TASK GOAL
Repeat the listing below word for word, stopping after the line that contains "stack.push(Visit::Remove(id));".

══ LISTED ENTRIES ══

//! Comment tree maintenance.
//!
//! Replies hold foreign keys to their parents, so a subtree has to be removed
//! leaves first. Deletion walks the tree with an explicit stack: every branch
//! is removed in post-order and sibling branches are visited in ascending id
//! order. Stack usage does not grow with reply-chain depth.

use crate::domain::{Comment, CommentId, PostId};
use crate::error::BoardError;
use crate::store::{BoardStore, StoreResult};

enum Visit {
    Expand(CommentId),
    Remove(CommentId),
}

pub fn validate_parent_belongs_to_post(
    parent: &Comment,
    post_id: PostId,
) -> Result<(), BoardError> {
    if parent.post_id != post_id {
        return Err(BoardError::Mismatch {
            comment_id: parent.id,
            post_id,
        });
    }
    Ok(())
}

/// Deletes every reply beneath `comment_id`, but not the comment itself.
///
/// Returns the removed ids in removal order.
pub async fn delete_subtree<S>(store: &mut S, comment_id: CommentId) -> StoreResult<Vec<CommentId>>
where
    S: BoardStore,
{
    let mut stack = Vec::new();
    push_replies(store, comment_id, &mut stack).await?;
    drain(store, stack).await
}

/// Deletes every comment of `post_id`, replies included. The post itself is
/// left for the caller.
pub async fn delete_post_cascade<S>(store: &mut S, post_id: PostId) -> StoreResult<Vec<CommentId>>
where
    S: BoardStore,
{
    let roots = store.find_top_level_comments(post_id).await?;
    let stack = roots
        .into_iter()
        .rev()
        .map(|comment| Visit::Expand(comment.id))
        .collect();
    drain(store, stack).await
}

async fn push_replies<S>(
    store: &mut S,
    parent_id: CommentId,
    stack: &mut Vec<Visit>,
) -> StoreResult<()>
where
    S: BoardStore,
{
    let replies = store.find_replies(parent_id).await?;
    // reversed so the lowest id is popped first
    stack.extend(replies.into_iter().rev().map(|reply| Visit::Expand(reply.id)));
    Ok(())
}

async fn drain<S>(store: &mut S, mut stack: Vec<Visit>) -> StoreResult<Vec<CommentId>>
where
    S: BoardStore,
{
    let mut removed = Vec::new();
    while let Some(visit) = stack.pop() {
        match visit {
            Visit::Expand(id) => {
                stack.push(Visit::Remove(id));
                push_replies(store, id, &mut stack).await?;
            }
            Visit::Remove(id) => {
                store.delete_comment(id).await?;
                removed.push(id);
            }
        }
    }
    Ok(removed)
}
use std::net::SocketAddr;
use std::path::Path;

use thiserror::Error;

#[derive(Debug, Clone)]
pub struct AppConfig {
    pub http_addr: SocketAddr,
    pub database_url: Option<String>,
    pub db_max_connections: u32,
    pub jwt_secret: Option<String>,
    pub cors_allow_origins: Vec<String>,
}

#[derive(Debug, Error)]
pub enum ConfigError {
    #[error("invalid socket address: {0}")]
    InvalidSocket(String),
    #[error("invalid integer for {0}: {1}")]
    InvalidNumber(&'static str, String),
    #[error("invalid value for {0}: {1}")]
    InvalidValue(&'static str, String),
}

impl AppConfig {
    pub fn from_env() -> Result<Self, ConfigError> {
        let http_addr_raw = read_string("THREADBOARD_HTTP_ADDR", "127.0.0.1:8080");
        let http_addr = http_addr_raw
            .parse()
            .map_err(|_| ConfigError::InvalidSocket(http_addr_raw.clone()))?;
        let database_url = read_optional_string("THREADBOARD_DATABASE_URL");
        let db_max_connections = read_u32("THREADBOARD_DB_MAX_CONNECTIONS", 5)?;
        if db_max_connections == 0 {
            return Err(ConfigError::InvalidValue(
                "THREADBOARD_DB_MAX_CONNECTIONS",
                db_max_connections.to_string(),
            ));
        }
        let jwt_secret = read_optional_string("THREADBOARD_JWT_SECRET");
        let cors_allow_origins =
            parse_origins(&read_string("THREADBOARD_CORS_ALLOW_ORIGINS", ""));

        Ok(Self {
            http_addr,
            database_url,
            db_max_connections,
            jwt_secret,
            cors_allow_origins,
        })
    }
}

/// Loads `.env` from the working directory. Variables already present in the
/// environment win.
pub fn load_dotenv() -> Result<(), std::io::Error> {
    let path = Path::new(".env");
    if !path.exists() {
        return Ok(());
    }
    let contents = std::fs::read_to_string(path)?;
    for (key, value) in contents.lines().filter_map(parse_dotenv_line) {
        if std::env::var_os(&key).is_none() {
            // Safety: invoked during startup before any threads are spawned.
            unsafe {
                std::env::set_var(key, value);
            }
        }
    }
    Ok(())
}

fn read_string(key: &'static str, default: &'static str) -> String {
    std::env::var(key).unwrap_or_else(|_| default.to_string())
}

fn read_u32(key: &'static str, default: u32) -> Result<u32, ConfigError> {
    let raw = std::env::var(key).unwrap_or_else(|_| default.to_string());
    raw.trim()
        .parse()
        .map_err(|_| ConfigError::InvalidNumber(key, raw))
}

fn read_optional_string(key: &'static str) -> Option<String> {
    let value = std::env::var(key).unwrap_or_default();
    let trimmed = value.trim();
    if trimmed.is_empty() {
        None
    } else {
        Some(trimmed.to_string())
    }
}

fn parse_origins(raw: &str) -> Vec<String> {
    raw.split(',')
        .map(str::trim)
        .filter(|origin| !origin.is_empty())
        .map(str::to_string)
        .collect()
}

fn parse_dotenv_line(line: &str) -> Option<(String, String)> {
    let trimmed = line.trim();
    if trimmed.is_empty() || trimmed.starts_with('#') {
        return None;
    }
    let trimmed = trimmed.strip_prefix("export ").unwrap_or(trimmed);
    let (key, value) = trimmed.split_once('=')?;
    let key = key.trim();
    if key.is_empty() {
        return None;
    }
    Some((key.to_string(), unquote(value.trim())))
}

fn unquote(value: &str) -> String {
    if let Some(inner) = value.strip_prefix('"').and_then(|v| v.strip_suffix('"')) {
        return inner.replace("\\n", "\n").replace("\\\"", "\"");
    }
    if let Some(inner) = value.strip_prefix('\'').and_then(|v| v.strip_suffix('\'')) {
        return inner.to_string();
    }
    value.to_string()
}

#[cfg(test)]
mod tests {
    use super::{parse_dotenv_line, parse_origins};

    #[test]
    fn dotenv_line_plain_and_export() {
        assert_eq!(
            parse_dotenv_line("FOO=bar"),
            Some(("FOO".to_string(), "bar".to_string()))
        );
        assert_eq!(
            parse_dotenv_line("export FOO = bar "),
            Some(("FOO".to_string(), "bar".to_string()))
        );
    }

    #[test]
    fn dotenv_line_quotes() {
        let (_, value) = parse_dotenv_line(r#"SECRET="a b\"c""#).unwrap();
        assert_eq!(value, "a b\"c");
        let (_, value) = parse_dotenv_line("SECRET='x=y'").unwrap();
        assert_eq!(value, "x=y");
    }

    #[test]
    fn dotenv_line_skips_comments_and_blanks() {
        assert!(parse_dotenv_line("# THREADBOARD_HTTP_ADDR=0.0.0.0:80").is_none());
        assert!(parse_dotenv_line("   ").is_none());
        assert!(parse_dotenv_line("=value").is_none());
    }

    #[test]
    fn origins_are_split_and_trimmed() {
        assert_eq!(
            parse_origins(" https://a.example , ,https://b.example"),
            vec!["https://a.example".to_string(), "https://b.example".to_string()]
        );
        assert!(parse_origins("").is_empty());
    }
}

═══

WORKED SOLUTION
//! Comment tree maintenance.
//!
//! Replies hold foreign keys to their parents, so a subtree has to be removed
//! leaves first. Deletion walks the tree with an explicit stack: every branch
//! is removed in post-order and sibling branches are visited in ascending id
//! order. Stack usage does not grow with reply-chain depth.

use crate::domain::{Comment, CommentId, PostId};
use crate::error::BoardError;
use crate::store::{BoardStore, StoreResult};

enum Visit {
    Expand(CommentId),
    Remove(CommentId),
}

pub fn validate_parent_belongs_to_post(
    parent: &Comment,
    post_id: PostId,
) -> Result<(), BoardError> {
    if parent.post_id != post_id {
        return Err(BoardError::Mismatch {
            comment_id: parent.id,
            post_id,
        });
    }
    Ok(())
}

/// Deletes every reply beneath `comment_id`, but not the comment itself.
///
/// Returns the removed ids in removal order.
pub async fn delete_subtree<S>(store: &mut S, comment_id: CommentId) -> StoreResult<Vec<CommentId>>
where
    S: BoardStore,
{
    let mut stack = Vec::new();
    push_replies(store, comment_id, &mut stack).await?;
    drain(store, stack).await
}

/// Deletes every comment of `post_id`, replies included. The post itself is
/// left for the caller.
pub async fn delete_post_cascade<S>(store: &mut S, post_id: PostId) -> StoreResult<Vec<CommentId>>
where
    S: BoardStore,
{
    let roots = store.find_top_level_comments(post_id).await?;
    let stack = roots
        .into_iter()
        .rev()
        .map(|comment| Visit::Expand(comment.id))
        .collect();
    drain(store, stack).await
}

async fn push_replies<S>(
    store: &mut S,
    parent_id: CommentId,
    stack: &mut Vec<Visit>,
) -> StoreResult<()>
where
    S: BoardStore,
{
    let replies = store.find_replies(parent_id).await?;
    // reversed so the lowest id is popped first
    stack.extend(replies.into_iter().rev().map(|reply| Visit::Expand(reply.id)));
    Ok(())
}

async fn drain<S>(store: &mut S, mut stack: Vec<Visit>) -> StoreResult<Vec<CommentId>>
where
    S: BoardStore,
{
    let mut removed = Vec::new();
    while let Some(visit) = stack.pop() {
        match visit {
            Visit::Expand(id) => {
                stack.push(Visit::Remove(id));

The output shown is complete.